I – O que é ideologia? Essa primeira parte é propositalmente homônima ao livro da filósofa brasileira Marilena Chauí, que dissertou em 123 pequenas páginas o conceito histórico e atual do que chamamos ideologia. Segundo a filósofa, o termo surgiu logo depois da Revolução Francesa, em 1801, no livro Eléments d’Idéologie, de Destutt de Tracy. Tracy e um grupo de materialistas elaboraram uma ciência da gênese das ideias como se essas fossem algo natural que demonstram a relação homem-meio ambiente. Chauí, em O que é Ideologia, também fala sobre a concepção marxista de ideologia (um dos pontos principais para entender-se a terceira parte deste artigo). “As classes sociais não são coisas nem ideias, mas são relações sociais determinadas pelo modo como os homens, na produção de suas condições materiais de existência, se dividem no trabalho, instauram formas determinadas da propriedade, reproduzem e legitimam aquela divisão e aquelas formas por meio das instituições sociais e políticas, representam para si mesmos o significado dessas instituições através de sistemas determinados de ideias que exprimem e escondem o significado real de suas relações. As classes sociais são o fazer-se classe dos indivíduos em suas atividades econômicas, políticas e culturais.” (CHAUÍ, 2008, p. 55).

Para Marx e Engels, em seus estudos sobre a concepção hegeliana, a ideologia baseia-se em “como o Estado é a forma na qual os indivíduos de uma classe dominante fazem valer seus interesses comuns e que sintetizam a sociedade civil inteira de uma época, segue-se que todas as instituições coletivas são mediadas pelo Estado, adquirem por meio dele uma forma política. Daí a ilusão, como se a lei se baseasse na vontade e, mais ainda, na vontade separada de sua base real [realen], na vontade livre.” (MARX & ENGELS, 2007, p. 76).
Podemos concluir, então, que a visão marxista de ideologia é no sentido de que as classes dominantes criam formas de entender o mundo para convencer os dominados de que a desigualdade entre classes é natural.

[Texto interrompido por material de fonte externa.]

//! Engine type string to canonical type tag.

use std::fmt;

use thiserror::Error;

use super::Dialect;

/// Bound given to every variable-length character column, whatever the
/// catalog reports.
pub const VARCHAR_CAPACITY: u32 = 255;

/// Canonical, engine-independent column type.
#[derive(Debug, Clone, Copy, PartialEq, Eq, Hash)]
pub enum SqlType {
    Varchar(u32),
    Char,
    Text,
    SmallInt,
    Integer,
    BigInt,
    Numeric,
    Real,
    DoublePrecision,
    Boolean,
    Date,
    Time,
    TimeTz,
    Timestamp,
    TimestampTz,
    Interval,
    Uuid,
    Json,
    Jsonb,
    Bytea,
}

impl fmt::Display for SqlType {
    fn fmt(&self, f: &mut fmt::Formatter<'_>) -> fmt::Result {
        let tag = match self {
            Self::Varchar(n) => return write!(f, "VARCHAR({n})"),
            Self::Char => "CHAR",
            Self::Text => "TEXT",
            Self::SmallInt => "SMALLINT",
            Self::Integer => "INTEGER",
            Self::BigInt => "BIGINT",
            Self::Numeric => "NUMERIC",
            Self::Real => "REAL",
            Self::DoublePrecision => "DOUBLE PRECISION",
            Self::Boolean => "BOOLEAN",
            Self::Date => "DATE",
            Self::Time => "TIME",
            Self::TimeTz => "TIME WITH TIME ZONE",
            Self::Timestamp => "TIMESTAMP",
            Self::TimestampTz => "TIMESTAMP WITH TIME ZONE",
            Self::Interval => "INTERVAL",
            Self::Uuid => "UUID",
            Self::Json => "JSON",
            Self::Jsonb => "JSONB",
            Self::Bytea => "BYTEA",
        };
        f.write_str(tag)
    }
}

impl serde::Serialize for SqlType {
    fn serialize<S: serde::Serializer>(&self, serializer: S) -> Result<S::Ok, S::Error> {
        serializer.collect_str(self)
    }
}

/// Raw type string outside the canonicalization vocabulary.
#[derive(Debug, Clone, PartialEq, Eq, Error)]
#[error("unsupported data type `{0}`")]
pub struct UnsupportedType(pub String);

/// Map an engine type string to its canonical tag.
pub fn canonicalize(raw: &str, dialect: Dialect) -> Result<SqlType, UnsupportedType> {
    let lower = raw.trim().to_lowercase();
    let mapped = strip_modifiers(&lower).and_then(|base| match dialect {
        Dialect::PostgreSQL => map_postgres_type(&base),
        Dialect::MySQL => map_mysql_type(&base, &lower),
        Dialect::Generic => map_generic_type(&base),
    });

    mapped.ok_or_else(|| UnsupportedType(raw.to_string()))
}

/// Drop every parenthesised length/precision group, keeping the words
/// around it: `timestamp(3) with time zone` => `timestamp with time zone`.
/// Array brackets are kept so they never match a scalar tag. `None` on
/// unbalanced parentheses.
fn strip_modifiers(lower: &str) -> Option<String> {
    let mut base = String::with_capacity(lower.len());
    let mut depth = 0usize;
    for ch in lower.chars() {
        match ch {
            '(' => {
                depth += 1;
                base.push(' ');
            }
            ')' => depth = depth.checked_sub(1)?,
            _ if depth == 0 => base.push(ch),
            _ => {}
        }
    }
    if depth != 0 {
        return None;
    }
    Some(base.split_whitespace().collect::<Vec<_>>().join(" ").replace(" [", "["))
}

fn map_postgres_type(base: &str) -> Option<SqlType> {
    let typ = match base {
        "character varying" | "varchar" => SqlType::Varchar(VARCHAR_CAPACITY),
        "character" | "char" | "bpchar" => SqlType::Char,
        "text" => SqlType::Text,

        "smallint" | "int2" => SqlType::SmallInt,
        "integer" | "int" | "int4" => SqlType::Integer,
        "bigint" | "int8" => SqlType::BigInt,

        "numeric" | "decimal" => SqlType::Numeric,
        "real" | "float4" => SqlType::Real,
        "double precision" | "float8" => SqlType::DoublePrecision,

        "boolean" | "bool" => SqlType::Boolean,

        "date" => SqlType::Date,
        "time without time zone" | "time" => SqlType::Time,
        "time with time zone" | "timetz" => SqlType::TimeTz,
        "timestamp without time zone" | "timestamp" => SqlType::Timestamp,
        "timestamp with time zone" | "timestamptz" => SqlType::TimestampTz,
        "interval" => SqlType::Interval,

        "uuid" => SqlType::Uuid,
        "json" => SqlType::Json,
        "jsonb" => SqlType::Jsonb,
        "bytea" => SqlType::Bytea,

        _ => return None,
    };
    Some(typ)
}

fn map_mysql_type(base: &str, full: &str) -> Option<SqlType> {
    let typ = match base {
        "varchar" | "nvarchar" => SqlType::Varchar(VARCHAR_CAPACITY),
        "char" | "nchar" => SqlType::Char,
        "text" | "longtext" | "mediumtext" | "tinytext" => SqlType::Text,

        // TINYINT(1) is how MySQL spells boolean
        "tinyint" if full.starts_with("tinyint(1)") => SqlType::Boolean,
        "tinyint" | "smallint" => SqlType::SmallInt,
        "mediumint" | "int" | "integer" => SqlType::Integer,
        "bigint" => SqlType::BigInt,

        "decimal" | "numeric" => SqlType::Numeric,
        "float" => SqlType::Real,
        "double" => SqlType::DoublePrecision,

        "bool" | "boolean" => SqlType::Boolean,

        "date" => SqlType::Date,
        "time" => SqlType::Time,
        "datetime" | "timestamp" => SqlType::Timestamp,

        "json" => SqlType::Json,
        "blob" | "longblob" | "mediumblob" | "tinyblob" | "binary" | "varbinary" => {
            SqlType::Bytea
        }

        _ => return None,
    };
    Some(typ)
}

fn map_generic_type(base: &str) -> Option<SqlType> {
    let typ = match base {
        "character varying" | "varchar" => SqlType::Varchar(VARCHAR_CAPACITY),
        "character" | "char" => SqlType::Char,
        "text" => SqlType::Text,
        "smallint" => SqlType::SmallInt,
        "int" | "integer" => SqlType::Integer,
        "bigint" => SqlType::BigInt,
        "decimal" | "numeric" => SqlType::Numeric,
        "real" | "float" => SqlType::Real,
        "double" | "double precision" => SqlType::DoublePrecision,
        "boolean" | "bool" => SqlType::Boolean,
        "date" => SqlType::Date,
        "time" => SqlType::Time,
        "timestamp" | "datetime" => SqlType::Timestamp,
        _ => return None,
    };
    Some(typ)
}
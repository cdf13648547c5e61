//! Error types shared by the canonicalizer, normalizer and mutator.

use thiserror::Error;

use crate::catalog::UnsupportedType;

pub type Result<T> = std::result::Result<T, SchemaError>;

/// Machine-readable discriminant of a [`SchemaError`].
#[derive(Debug, Clone, Copy, PartialEq, Eq)]
pub enum ErrorKind {
    UnsupportedType,
    DuplicateColumn,
    UnknownColumn,
    DanglingReference,
    DuplicateConstraintName,
    DuplicateReference,
    UnknownConstraint,
    InvalidReferenceTarget,
    IncompleteConstraint,
}

impl ErrorKind {
    pub fn as_str(self) -> &'static str {
        match self {
            Self::UnsupportedType => "UnsupportedTypeError",
            Self::DuplicateColumn => "DuplicateColumnError",
            Self::UnknownColumn => "UnknownColumnError",
            Self::DanglingReference => "DanglingReferenceError",
            Self::DuplicateConstraintName => "DuplicateConstraintNameError",
            Self::DuplicateReference => "DuplicateReferenceError",
            Self::UnknownConstraint => "UnknownConstraintError",
            Self::InvalidReferenceTarget => "InvalidReferenceTargetError",
            Self::IncompleteConstraint => "IncompleteConstraintError",
        }
    }
}

impl std::fmt::Display for ErrorKind {
    fn fmt(&self, f: &mut std::fmt::Formatter<'_>) -> std::fmt::Result {
        f.write_str(self.as_str())
    }
}

/// Every failure the core can report.
///
/// Normalization errors abort the whole batch. Mutation errors leave the
/// graph exactly as it was before the call.
#[derive(Debug, Error, PartialEq, Eq)]
pub enum SchemaError {
    #[error("column {table}.{column}: {source}")]
    UnsupportedType {
        table: String,
        column: String,
        #[source]
        source: UnsupportedType,
    },

    #[error("column {table}.{column} appears more than once")]
    DuplicateColumn { table: String, column: String },

    #[error("unknown column {table}.{column}")]
    UnknownColumn { table: String, column: String },

    #[error(
        "constraint {constraint} on {table}.{column} references {target_table}.{target_column}, which is not a primary key"
    )]
    DanglingReference {
        constraint: String,
        table: String,
        column: String,
        target_table: String,
        target_column: String,
    },

    #[error("constraint name {constraint} is already used in table {table}")]
    DuplicateConstraintName { table: String, constraint: String },

    #[error(
        "{table}.{column} already references {target_table}.{target_column} via {existing}"
    )]
    DuplicateReference {
        table: String,
        column: String,
        target_table: String,
        target_column: String,
        existing: String,
    },

    #[error("no constraint {constraint} on {table}.{column}")]
    UnknownConstraint {
        table: String,
        column: String,
        constraint: String,
    },

    #[error("{table}.{column} is not a primary key and cannot be referenced")]
    InvalidReferenceTarget { table: String, column: String },

    #[error("foreign key {constraint} on {table}.{column} has no target column")]
    IncompleteConstraint {
        constraint: String,
        table: String,
        column: String,
    },
}

impl SchemaError {
    pub fn kind(&self) -> ErrorKind {
        match self {
            Self::UnsupportedType { .. } => ErrorKind::UnsupportedType,
            Self::DuplicateColumn { .. } => ErrorKind::DuplicateColumn,
            Self::UnknownColumn { .. } => ErrorKind::UnknownColumn,
            Self::DanglingReference { .. } => ErrorKind::DanglingReference,
            Self::DuplicateConstraintName { .. } => ErrorKind::DuplicateConstraintName,
            Self::DuplicateReference { .. } => ErrorKind::DuplicateReference,
            Self::UnknownConstraint { .. } => ErrorKind::UnknownConstraint,
            Self::InvalidReferenceTarget { .. } => ErrorKind::InvalidReferenceTarget,
            Self::IncompleteConstraint { .. } => ErrorKind::IncompleteConstraint,
        }
    }

    pub(crate) fn unknown_column(table: &str, column: &str) -> Self {
        Self::UnknownColumn {
            table: table.to_string(),
            column: column.to_string(),
        }
    }
}

#[cfg(test)]
mod tests {
    use super::*;

    #[test]
    fn test_kind_names() {
        let err = SchemaError::unknown_column("public.orders", "cust_id");
        assert_eq!(err.kind(), ErrorKind::UnknownColumn);
        assert_eq!(err.kind().as_str(), "UnknownColumnError");
        assert_eq!(err.to_string(), "unknown column public.orders.cust_id");
    }

    #[test]
    fn test_unsupported_type_message() {
        let err = SchemaError::UnsupportedType {
            table: "t".into(),
            column: "c".into(),
            source: UnsupportedType("tsvector".into()),
        };
        assert_eq!(err.kind().to_string(), "UnsupportedTypeError");
        assert_eq!(err.to_string(), "column t.c: unsupported data type `tsvector`");
    }
}
//! Database engine whose type vocabulary the catalog rows use.

/// SQL dialect variants.
#[derive(Debug, Clone, Copy, PartialEq, Eq, Default)]
pub enum Dialect {
    /// Standard SQL spellings only
    Generic,
    /// PostgreSQL `information_schema.columns.data_type`
    #[default]
    PostgreSQL,
    /// MySQL `information_schema.COLUMNS.DATA_TYPE`
    MySQL,
}

impl Dialect {
    /// Parse dialect from string.
    pub fn from_str(s: &str) -> Option<Self> {
        match s.to_lowercase().as_str() {
            "generic" => Some(Self::Generic),
            "postgres" | "postgresql" | "pg" => Some(Self::PostgreSQL),
            "mysql" => Some(Self::MySQL),
            _ => None,
        }
    }

    pub fn name(self) -> &'static str {
        match self {
            Self::Generic => "generic",
            Self::PostgreSQL => "postgresql",
            Self::MySQL => "mysql",
        }
    }
}

#[cfg(test)]
mod tests {
    use super::*;

    #[test]
    fn test_from_str() {
        assert_eq!(Dialect::from_str("Postgres"), Some(Dialect::PostgreSQL));
        assert_eq!(Dialect::from_str("MYSQL"), Some(Dialect::MySQL));
        assert_eq!(Dialect::from_str("generic"), Some(Dialect::Generic));
        assert_eq!(Dialect::from_str("oracle"), None);
    }

    #[test]
    fn test_default_is_postgres() {
        assert_eq!(Dialect::default(), Dialect::PostgreSQL);
        assert_eq!(Dialect::default().name(), "postgresql");
    }
}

II – O que é gênero? A filósofa estadunidense Judith Butler (que causou grande rebuliço no Brasil recentemente) reestrutura o conceito de gênero beauvoiriano e aponta falhas de contextualização em Le Deuxième Sexe, da filósofa francesa Simone de Beauvoir. “Essa formulação radical da distinção sexo/gênero sugere que os corpos sexuados podem dar ensejo a uma variedade de gêneros diferentes, e que, além disso, o gênero em si não está necessariamente restrito aos dois usuais.” (BUTLER, 2003, p. 163).

Para Butler, a noção que temos de gênero deve ser reformulada, mas não de forma simplista, partindo do sexo como não-construído, como um meio passivo que age significados culturais; “tem de designar também o aparato mesmo de produção mediante o qual os próprios sexos são estabelecidos”. (BUTLER, 2003, p. 25). Gênero é, pois, além de construção social (e histórica), uma construção identitária do ser e algo que há de tratar-se com mais profundidade e complexidade do que vem sendo desde o início da segunda fase do movimento feminista a partir de 1949 com a publicação de Le Deuxième Sexe.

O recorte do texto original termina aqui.